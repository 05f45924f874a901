//! Sources of declaration trees.
//!
//! The [`PackageCache`](crate::PackageCache) never reads source text itself; it asks a
//! [`Frontend`] for the parsed files of a package path.

use crate::{decl::SourceFile, ParseError};

#[cfg(feature = "go-parse")]
use std::{
    collections::BTreeMap,
    fs,
    path::{Path, PathBuf},
};

/// Turns a package path into the parsed files of that package.
pub trait Frontend {
    /// Parses every source file of `package`.
    ///
    /// The order of the returned files does not matter.
    fn parse_package(&self, package: &str) -> Result<Vec<SourceFile>, ParseError>;
}

impl<F> Frontend for &F
where
    F: Frontend + ?Sized,
{
    fn parse_package(&self, package: &str) -> Result<Vec<SourceFile>, ParseError> {
        (**self).parse_package(package)
    }
}

impl<F> Frontend for Box<F>
where
    F: Frontend + ?Sized,
{
    fn parse_package(&self, package: &str) -> Result<Vec<SourceFile>, ParseError> {
        (**self).parse_package(package)
    }
}

/// Go sources on disk, one directory per package under a common root.
#[cfg(feature = "go-parse")]
#[derive(Debug, Clone)]
pub struct SourceDir {
    root: PathBuf,
}

#[cfg(feature = "go-parse")]
impl SourceDir {
    /// Creates a frontend reading packages under `root`.
    pub fn new(root: impl Into<PathBuf>) -> Self {
        Self { root: root.into() }
    }

    /// The source root.
    pub fn root(&self) -> &Path {
        &self.root
    }

    fn package_dir(&self, package: &str) -> PathBuf {
        if package.is_empty() {
            self.root.clone()
        } else {
            self.root.join(package)
        }
    }
}

#[cfg(feature = "go-parse")]
impl Frontend for SourceDir {
    fn parse_package(&self, package: &str) -> Result<Vec<SourceFile>, ParseError> {
        let dir = self.package_dir(package);
        let entries = fs::read_dir(&dir).map_err(|e| ParseError::io(package, None, e))?;

        let mut paths = Vec::new();
        for entry in entries {
            let entry = entry.map_err(|e| ParseError::io(package, None, e))?;
            let path = entry.path();
            let is_source = path
                .file_name()
                .and_then(|n| n.to_str())
                .is_some_and(|n| n.ends_with(".go") && !n.ends_with("_test.go"));
            if is_source && path.is_file() {
                paths.push(path);
            }
        }
        paths.sort();

        let mut files = Vec::with_capacity(paths.len());
        for path in paths {
            let name = path
                .file_name()
                .map(|n| n.to_string_lossy().into_owned())
                .unwrap_or_default();
            let source = fs::read_to_string(&path)
                .map_err(|e| ParseError::io(package, Some(name.clone()), e))?;
            tracing::trace!("parsing {}", path.display());
            files.push(parse(package, &name, &source)?);
        }

        Ok(files)
    }
}

/// Go sources held in memory, keyed by package path.
#[cfg(feature = "go-parse")]
#[derive(Debug, Clone, Default)]
pub struct Memory {
    packages: BTreeMap<String, Vec<(String, String)>>,
}

#[cfg(feature = "go-parse")]
impl Memory {
    /// Creates an empty frontend.
    pub fn new() -> Self {
        Self::default()
    }

    /// Adds the file `name` with `source` to `package`.
    pub fn with_file(
        mut self,
        package: impl Into<String>,
        name: impl Into<String>,
        source: impl Into<String>,
    ) -> Self {
        self.add_file(package, name, source);
        self
    }

    /// Adds the file `name` with `source` to `package`.
    pub fn add_file(
        &mut self,
        package: impl Into<String>,
        name: impl Into<String>,
        source: impl Into<String>,
    ) {
        self.packages
            .entry(package.into())
            .or_default()
            .push((name.into(), source.into()));
    }
}

#[cfg(feature = "go-parse")]
impl Frontend for Memory {
    fn parse_package(&self, package: &str) -> Result<Vec<SourceFile>, ParseError> {
        let sources = self
            .packages
            .get(package)
            .ok_or_else(|| ParseError::missing(package))?;

        sources
            .iter()
            .map(|(name, source)| parse(package, name, source))
            .collect()
    }
}

#[cfg(feature = "go-parse")]
fn parse(package: &str, name: &str, source: &str) -> Result<SourceFile, ParseError> {
    crate::parse::parse_file(name, source)
        .map_err(|e| ParseError::syntax(package, name, e.line(), e.message()))
}

#[cfg(all(test, feature = "go-parse"))]
mod tests {
    use super::*;

    #[test]
    fn source_dir() {
        let root = tempfile::tempdir().unwrap();
        let dir = root.path().join("demo/pkg1");
        fs::create_dir_all(&dir).unwrap();
        fs::write(dir.join("b.go"), "package pkg1\n\ntype B struct{}\n").unwrap();
        fs::write(dir.join("a.go"), "package pkg1\n\ntype A struct{}\n").unwrap();
        fs::write(dir.join("a_test.go"), "package pkg1\n\ntype T struct{}\n").unwrap();
        fs::write(dir.join("README.md"), "# not go").unwrap();
        fs::create_dir(dir.join("sub.go")).unwrap();

        let frontend = SourceDir::new(root.path());
        let files = frontend.parse_package("demo/pkg1").unwrap();
        let names: Vec<_> = files.iter().map(SourceFile::name).collect();
        assert_eq!(names, ["a.go", "b.go"]);
    }

    #[test]
    fn source_dir_errors() {
        let root = tempfile::tempdir().unwrap();
        let frontend = SourceDir::new(root.path());

        let err = frontend.parse_package("missing").unwrap_err();
        assert_eq!(err.package(), "missing");
        assert_eq!(err.file(), None);

        fs::write(root.path().join("bad.go"), "package root\n\ntype {\n").unwrap();
        let err = frontend.parse_package("").unwrap_err();
        assert_eq!(err.file(), Some("bad.go"));
        assert_eq!(err.line(), Some(3));
    }

    #[test]
    fn memory() {
        let frontend = Memory::new()
            .with_file("p", "x.go", "package p\n\ntype X struct{ A int }\n")
            .with_file("p", "y.go", "package p\n");

        let files = frontend.parse_package("p").unwrap();
        assert_eq!(files.len(), 2);
        assert_eq!(files[0].types()[0].name(), "X");

        let err = frontend.parse_package("q").unwrap_err();
        assert_eq!(err.message(), "no such package");

        // Through a reference and a box too.
        let boxed: Box<dyn Frontend> = Box::new(frontend.clone());
        assert_eq!((&boxed).parse_package("p").unwrap().len(), 2);
    }
}
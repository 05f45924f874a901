use std::{collections::HashSet, sync::Arc};

use tracing::{trace, warn};

use crate::{
    decl::Package, reference::NamedType, Error, FieldDescription, Frontend, PackageCache, Result,
    TypeDescription,
};

/// Knobs for a [`Resolver`].
#[derive(Debug, Clone, PartialEq, Eq)]
pub struct Options {
    tag_key: String,
    max_depth: usize,
    skip_foreign_embeddings: bool,
}

impl Options {
    /// The default options: `json` tags, a depth of 64 and no skipping.
    pub fn new() -> Self {
        Self::default()
    }

    /// Sets the struct tag key field names are read from.
    pub fn with_tag_key(mut self, key: impl Into<String>) -> Self {
        self.tag_key = key.into();
        self
    }

    /// Sets how many types deep a resolution may go before it is considered a cycle.
    pub fn with_max_depth(mut self, depth: usize) -> Self {
        self.max_depth = depth;
        self
    }

    /// Whether embedded types of packages outside the module are skipped instead of failing
    /// the resolution.
    pub fn with_skip_foreign_embeddings(mut self, skip: bool) -> Self {
        self.skip_foreign_embeddings = skip;
        self
    }

    /// The struct tag key.
    pub fn tag_key(&self) -> &str {
        &self.tag_key
    }

    /// The maximum resolution depth.
    pub fn max_depth(&self) -> usize {
        self.max_depth
    }

    /// Whether foreign embedded types are skipped.
    pub fn skip_foreign_embeddings(&self) -> bool {
        self.skip_foreign_embeddings
    }
}

impl Default for Options {
    fn default() -> Self {
        Self {
            tag_key: "json".to_string(),
            max_depth: 64,
            skip_foreign_embeddings: false,
        }
    }
}

/// Resolves struct types into flattened descriptions.
#[derive(Debug)]
pub struct Resolver<'c, F> {
    cache: &'c PackageCache<F>,
    options: Options,
}

impl<'c, F> Resolver<'c, F>
where
    F: Frontend,
{
    /// Creates a resolver loading packages through `cache`, with default [`Options`].
    pub fn new(cache: &'c PackageCache<F>) -> Self {
        Self {
            cache,
            options: Options::default(),
        }
    }

    /// Replaces the options.
    pub fn with_options(mut self, options: Options) -> Self {
        self.options = options;
        self
    }

    /// Describes the struct `name` declared in `package`, followed by every struct it depends
    /// on.
    ///
    /// Dependents come in the order they are first reached, and appear as many times as they
    /// are reached. A type that does not exist (or is not a struct) gives an empty list.
    pub fn resolve(&self, package: &str, name: &str) -> Result<Vec<TypeDescription>> {
        let mut walk = Walk {
            cache: self.cache,
            options: &self.options,
            stack: Vec::new(),
        };

        walk.resolve(package, name)
    }

    /// Like [`Resolver::resolve`] but every (package, name) pair is kept only the first time
    /// it appears.
    pub fn resolve_unique(&self, package: &str, name: &str) -> Result<Vec<TypeDescription>> {
        let mut seen = HashSet::new();
        let mut types = self.resolve(package, name)?;
        types.retain(|ty| seen.insert((ty.package().to_string(), ty.name().to_string())));

        Ok(types)
    }
}

/// The state of one resolution: the chain of types currently being resolved.
pub(crate) struct Walk<'r, F> {
    cache: &'r PackageCache<F>,
    pub(crate) options: &'r Options,
    stack: Vec<Frame>,
}

#[derive(Debug, PartialEq, Eq)]
struct Frame {
    package: String,
    name: String,
    // Entered to promote its fields into the frame below.
    embedded: bool,
}

impl<F> Walk<'_, F>
where
    F: Frontend,
{
    pub(crate) fn resolve(&mut self, package: &str, name: &str) -> Result<Vec<TypeDescription>> {
        let loaded = self.enter(package, name, false)?;
        let result = self.resolve_in(&loaded, name);
        self.stack.pop();

        result
    }

    /// Resolves `ty` for its fields to be promoted into the type on top of the chain.
    pub(crate) fn resolve_embedded(&mut self, ty: &NamedType) -> Result<Vec<TypeDescription>> {
        let loaded = self.enter(ty.package(), ty.name(), true)?;
        let result = self.resolve_in(&loaded, ty.name());
        self.stack.pop();

        result
    }

    /// The fields of `ty` alone, without resolving the types they refer to.
    ///
    /// Gives `None` if `ty` is not a struct.
    pub(crate) fn promote(&mut self, ty: &NamedType) -> Result<Option<Vec<FieldDescription>>> {
        let loaded = self.enter(ty.package(), ty.name(), true)?;
        let result = match loaded.structs(ty.name()).next() {
            Some((file, st)) => self
                .flatten(file, st, ty.name(), loaded.path())
                .map(|flat| Some(flat.fields)),
            None => Ok(None),
        };
        self.stack.pop();

        result
    }

    fn enter(&mut self, package: &str, name: &str, embedded: bool) -> Result<Arc<Package>> {
        if self.stack.len() >= self.options.max_depth {
            return Err(Error::CycleDetected(self.chain(package, name)));
        }

        let loaded = self.cache.load(package)?;
        self.stack.push(Frame {
            package: package.to_string(),
            name: name.to_string(),
            embedded,
        });
        trace!("resolving {} (depth {})", qualified(package, name), self.stack.len());

        Ok(loaded)
    }

    fn resolve_in(&mut self, package: &Package, name: &str) -> Result<Vec<TypeDescription>> {
        let mut types = Vec::new();
        for (file, st) in package.structs(name) {
            let flat = self.flatten(file, st, name, package.path())?;
            types.push(TypeDescription::new(package.path(), name, flat.fields));
            types.extend(flat.dependents);
            self.follow(file, st, package.path(), &mut types)?;
        }

        Ok(types)
    }

    /// Whether `ty` is being resolved further up the current chain.
    pub(crate) fn is_active(&self, ty: &NamedType) -> bool {
        self.stack
            .iter()
            .any(|frame| frame.package == ty.package() && frame.name == ty.name())
    }

    /// Whether embedding `ty` in the type on top of the chain closes a loop made of
    /// embeddings only, i.e. `ty` is active and every type entered since was embedded.
    pub(crate) fn embeds_itself(&self, ty: &NamedType) -> bool {
        let Some(at) = self
            .stack
            .iter()
            .rposition(|frame| frame.package == ty.package() && frame.name == ty.name())
        else {
            return false;
        };

        self.stack[at + 1..].iter().all(|frame| frame.embedded)
    }

    /// The current chain followed by `package.name`.
    pub(crate) fn chain(&self, package: &str, name: &str) -> Vec<String> {
        self.stack
            .iter()
            .map(|frame| qualified(&frame.package, &frame.name))
            .chain(core::iter::once(qualified(package, name)))
            .collect()
    }

    /// Resolves a field type that is not embedded, unless it is already being resolved.
    pub(crate) fn resolve_dependent(
        &mut self,
        ty: &NamedType,
        types: &mut Vec<TypeDescription>,
    ) -> Result<()> {
        if self.is_active(ty) {
            warn!(
                "{} refers back to itself, not expanding it again",
                qualified(ty.package(), ty.name())
            );
            return Ok(());
        }
        types.extend(self.resolve(ty.package(), ty.name())?);

        Ok(())
    }
}

fn qualified(package: &str, name: &str) -> String {
    if package.is_empty() {
        name.to_string()
    } else {
        format!("{package}.{name}")
    }
}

* * *

● PROBLEM TO SOLVE:
Scan the material for the string "only". Copy each line where it appears.

● REPLY:
    /// Like [`Resolver::resolve`] but every (package, name) pair is kept only the first time
    /// embeddings only, i.e. `ty` is active and every type entered since was embedded.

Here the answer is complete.